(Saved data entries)

--------------------------------

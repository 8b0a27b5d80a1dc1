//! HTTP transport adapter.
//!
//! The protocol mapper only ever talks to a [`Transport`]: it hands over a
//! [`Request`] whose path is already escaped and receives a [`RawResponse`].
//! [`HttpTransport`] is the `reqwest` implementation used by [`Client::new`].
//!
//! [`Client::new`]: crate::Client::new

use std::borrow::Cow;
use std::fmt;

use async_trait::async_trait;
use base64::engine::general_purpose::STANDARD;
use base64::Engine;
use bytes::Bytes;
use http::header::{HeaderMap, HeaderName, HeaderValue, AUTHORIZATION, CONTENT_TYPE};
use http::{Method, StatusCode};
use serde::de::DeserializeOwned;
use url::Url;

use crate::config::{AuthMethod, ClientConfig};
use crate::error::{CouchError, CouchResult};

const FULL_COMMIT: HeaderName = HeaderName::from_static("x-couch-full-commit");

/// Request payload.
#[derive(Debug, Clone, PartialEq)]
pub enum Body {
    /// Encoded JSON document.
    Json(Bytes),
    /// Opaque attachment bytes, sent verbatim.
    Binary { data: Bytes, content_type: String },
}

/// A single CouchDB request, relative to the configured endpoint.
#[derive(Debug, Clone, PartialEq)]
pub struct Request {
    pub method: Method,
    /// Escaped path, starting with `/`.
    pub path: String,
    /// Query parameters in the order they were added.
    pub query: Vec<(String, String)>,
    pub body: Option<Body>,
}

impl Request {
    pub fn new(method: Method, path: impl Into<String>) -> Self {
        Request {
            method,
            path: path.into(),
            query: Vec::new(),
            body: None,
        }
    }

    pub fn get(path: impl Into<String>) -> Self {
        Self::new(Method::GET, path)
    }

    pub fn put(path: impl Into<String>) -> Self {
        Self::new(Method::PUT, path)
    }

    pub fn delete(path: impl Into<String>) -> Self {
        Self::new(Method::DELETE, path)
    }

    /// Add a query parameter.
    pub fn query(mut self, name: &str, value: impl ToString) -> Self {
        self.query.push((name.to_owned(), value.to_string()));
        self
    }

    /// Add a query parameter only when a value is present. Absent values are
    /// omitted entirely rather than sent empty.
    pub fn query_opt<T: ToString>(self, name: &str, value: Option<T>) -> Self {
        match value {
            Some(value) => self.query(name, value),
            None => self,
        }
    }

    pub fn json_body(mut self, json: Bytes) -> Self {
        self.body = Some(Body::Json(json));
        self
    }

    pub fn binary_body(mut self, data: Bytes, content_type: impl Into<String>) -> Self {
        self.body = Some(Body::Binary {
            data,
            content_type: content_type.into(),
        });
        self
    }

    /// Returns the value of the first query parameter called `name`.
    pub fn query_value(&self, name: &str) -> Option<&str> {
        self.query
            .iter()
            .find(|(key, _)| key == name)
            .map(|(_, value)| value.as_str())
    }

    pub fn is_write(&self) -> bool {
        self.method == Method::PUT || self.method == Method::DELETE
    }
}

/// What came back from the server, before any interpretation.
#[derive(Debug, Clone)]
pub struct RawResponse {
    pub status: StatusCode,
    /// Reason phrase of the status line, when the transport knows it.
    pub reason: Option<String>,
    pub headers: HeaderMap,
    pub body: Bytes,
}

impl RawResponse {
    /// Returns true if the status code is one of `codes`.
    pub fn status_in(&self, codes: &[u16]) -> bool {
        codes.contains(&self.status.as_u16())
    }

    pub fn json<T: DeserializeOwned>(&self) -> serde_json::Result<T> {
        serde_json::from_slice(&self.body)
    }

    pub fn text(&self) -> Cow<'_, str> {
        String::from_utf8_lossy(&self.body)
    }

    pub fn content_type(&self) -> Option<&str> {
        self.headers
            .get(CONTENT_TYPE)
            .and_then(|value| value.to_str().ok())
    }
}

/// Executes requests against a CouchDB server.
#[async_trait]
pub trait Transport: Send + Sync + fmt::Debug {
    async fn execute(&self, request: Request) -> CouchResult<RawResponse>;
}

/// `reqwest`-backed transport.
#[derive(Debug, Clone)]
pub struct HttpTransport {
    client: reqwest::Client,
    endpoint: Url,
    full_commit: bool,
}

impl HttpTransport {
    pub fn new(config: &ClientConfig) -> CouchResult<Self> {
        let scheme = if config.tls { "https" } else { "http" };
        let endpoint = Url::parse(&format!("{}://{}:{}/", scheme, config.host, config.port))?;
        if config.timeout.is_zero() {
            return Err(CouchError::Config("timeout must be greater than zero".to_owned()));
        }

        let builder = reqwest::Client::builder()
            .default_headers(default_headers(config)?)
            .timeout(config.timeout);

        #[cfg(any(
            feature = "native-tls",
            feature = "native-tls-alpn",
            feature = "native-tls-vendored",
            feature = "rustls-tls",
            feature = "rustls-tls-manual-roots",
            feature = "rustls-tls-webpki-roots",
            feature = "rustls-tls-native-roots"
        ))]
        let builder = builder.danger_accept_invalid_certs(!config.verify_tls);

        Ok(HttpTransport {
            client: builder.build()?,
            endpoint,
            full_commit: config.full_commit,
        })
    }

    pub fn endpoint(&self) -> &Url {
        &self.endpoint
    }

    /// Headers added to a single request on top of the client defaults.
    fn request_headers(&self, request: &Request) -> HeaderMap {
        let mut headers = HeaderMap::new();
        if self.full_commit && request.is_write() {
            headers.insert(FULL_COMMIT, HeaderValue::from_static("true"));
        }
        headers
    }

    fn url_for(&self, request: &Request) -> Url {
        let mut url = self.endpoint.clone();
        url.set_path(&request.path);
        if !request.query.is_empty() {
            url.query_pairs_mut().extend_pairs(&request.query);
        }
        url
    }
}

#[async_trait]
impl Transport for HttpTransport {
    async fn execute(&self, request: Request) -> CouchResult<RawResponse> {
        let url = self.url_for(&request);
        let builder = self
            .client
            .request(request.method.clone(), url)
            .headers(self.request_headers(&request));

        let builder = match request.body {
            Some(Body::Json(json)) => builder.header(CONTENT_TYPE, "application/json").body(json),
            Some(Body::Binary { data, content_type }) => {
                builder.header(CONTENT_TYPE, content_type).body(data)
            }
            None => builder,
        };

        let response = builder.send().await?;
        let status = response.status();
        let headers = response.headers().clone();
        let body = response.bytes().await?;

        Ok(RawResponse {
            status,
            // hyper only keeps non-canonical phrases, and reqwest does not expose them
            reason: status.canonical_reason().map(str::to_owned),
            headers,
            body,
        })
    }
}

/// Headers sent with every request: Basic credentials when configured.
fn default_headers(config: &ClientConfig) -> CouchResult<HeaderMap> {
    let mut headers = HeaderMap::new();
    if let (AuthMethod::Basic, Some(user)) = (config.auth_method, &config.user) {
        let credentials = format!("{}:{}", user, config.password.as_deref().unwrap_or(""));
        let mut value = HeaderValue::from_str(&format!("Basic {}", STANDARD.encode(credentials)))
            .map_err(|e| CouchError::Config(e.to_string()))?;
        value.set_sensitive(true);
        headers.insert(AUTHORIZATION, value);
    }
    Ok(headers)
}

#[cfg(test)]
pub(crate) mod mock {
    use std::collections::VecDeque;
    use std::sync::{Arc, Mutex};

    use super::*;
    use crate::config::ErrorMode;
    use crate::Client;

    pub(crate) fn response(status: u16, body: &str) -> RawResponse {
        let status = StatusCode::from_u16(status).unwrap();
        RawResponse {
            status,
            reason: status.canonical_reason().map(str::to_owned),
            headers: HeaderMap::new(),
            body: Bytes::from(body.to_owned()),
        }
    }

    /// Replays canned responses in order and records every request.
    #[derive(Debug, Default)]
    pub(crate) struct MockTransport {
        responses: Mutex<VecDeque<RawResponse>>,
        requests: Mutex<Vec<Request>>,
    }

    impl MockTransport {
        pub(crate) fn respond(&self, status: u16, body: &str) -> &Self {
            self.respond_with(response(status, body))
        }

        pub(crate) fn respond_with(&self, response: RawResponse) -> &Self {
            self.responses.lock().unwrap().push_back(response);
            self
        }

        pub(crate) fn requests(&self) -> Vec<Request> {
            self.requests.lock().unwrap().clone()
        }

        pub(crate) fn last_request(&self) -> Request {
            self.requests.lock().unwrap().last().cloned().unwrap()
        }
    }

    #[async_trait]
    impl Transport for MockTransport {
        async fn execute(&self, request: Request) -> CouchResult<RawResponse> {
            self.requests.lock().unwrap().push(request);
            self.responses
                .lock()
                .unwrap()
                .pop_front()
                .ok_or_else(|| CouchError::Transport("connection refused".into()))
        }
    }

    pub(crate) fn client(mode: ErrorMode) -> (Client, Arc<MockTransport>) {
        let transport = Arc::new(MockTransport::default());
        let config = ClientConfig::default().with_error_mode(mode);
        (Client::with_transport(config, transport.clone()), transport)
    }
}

--------------------------------

About this task: Using the records given above, list every line that includes the word "server".

Result below:
/// What came back from the server, before any interpretation.
/// Executes requests against a CouchDB server.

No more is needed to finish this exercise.